_Collection entries_
-=-=-

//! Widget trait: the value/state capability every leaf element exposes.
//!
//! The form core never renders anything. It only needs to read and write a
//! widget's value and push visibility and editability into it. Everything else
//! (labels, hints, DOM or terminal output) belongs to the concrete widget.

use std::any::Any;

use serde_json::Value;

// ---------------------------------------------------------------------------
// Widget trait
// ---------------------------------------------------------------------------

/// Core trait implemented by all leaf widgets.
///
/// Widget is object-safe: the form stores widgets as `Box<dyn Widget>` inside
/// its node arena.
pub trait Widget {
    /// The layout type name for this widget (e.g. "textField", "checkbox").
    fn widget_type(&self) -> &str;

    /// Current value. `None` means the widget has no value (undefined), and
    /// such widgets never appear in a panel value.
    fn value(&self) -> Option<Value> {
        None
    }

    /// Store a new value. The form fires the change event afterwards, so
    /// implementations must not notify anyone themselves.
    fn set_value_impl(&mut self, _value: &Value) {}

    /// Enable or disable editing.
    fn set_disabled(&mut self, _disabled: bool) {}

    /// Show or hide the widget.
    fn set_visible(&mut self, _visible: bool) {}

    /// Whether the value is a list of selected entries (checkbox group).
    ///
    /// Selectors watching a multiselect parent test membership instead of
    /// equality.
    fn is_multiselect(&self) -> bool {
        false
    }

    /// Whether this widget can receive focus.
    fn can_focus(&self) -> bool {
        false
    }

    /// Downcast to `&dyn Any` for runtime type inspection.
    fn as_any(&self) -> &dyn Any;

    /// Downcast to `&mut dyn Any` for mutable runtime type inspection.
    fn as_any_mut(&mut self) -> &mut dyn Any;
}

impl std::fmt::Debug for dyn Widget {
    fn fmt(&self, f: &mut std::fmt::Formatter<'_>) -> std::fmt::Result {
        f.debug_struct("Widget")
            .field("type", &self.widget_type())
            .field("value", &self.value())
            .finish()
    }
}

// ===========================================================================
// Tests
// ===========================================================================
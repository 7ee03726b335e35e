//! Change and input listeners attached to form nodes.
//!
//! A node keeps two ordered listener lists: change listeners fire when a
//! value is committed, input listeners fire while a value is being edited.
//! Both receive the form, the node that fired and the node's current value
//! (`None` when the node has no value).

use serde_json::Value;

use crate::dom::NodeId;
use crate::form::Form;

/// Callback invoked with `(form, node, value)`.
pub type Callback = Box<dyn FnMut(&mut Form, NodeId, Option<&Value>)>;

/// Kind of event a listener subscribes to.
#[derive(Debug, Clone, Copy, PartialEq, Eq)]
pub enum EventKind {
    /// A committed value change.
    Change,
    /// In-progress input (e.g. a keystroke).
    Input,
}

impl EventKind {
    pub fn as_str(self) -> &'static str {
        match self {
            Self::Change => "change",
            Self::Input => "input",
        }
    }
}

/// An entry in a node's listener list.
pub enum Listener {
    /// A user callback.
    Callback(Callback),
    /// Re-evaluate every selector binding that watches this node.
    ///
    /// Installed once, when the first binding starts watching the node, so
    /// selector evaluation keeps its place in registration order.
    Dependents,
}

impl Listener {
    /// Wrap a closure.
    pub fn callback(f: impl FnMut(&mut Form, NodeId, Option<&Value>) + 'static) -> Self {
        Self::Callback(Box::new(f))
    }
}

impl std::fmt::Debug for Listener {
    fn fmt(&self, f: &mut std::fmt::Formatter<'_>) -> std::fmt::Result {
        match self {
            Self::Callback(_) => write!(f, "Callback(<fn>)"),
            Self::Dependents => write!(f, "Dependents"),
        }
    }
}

-=-=-

_WHAT IS REQUIRED_
Reproduce each line of the records in which the string "never" appears.

_EXERCISE OUTPUT_
//! The form core never renders anything. It only needs to read and write a
    /// such widgets never appear in a panel value.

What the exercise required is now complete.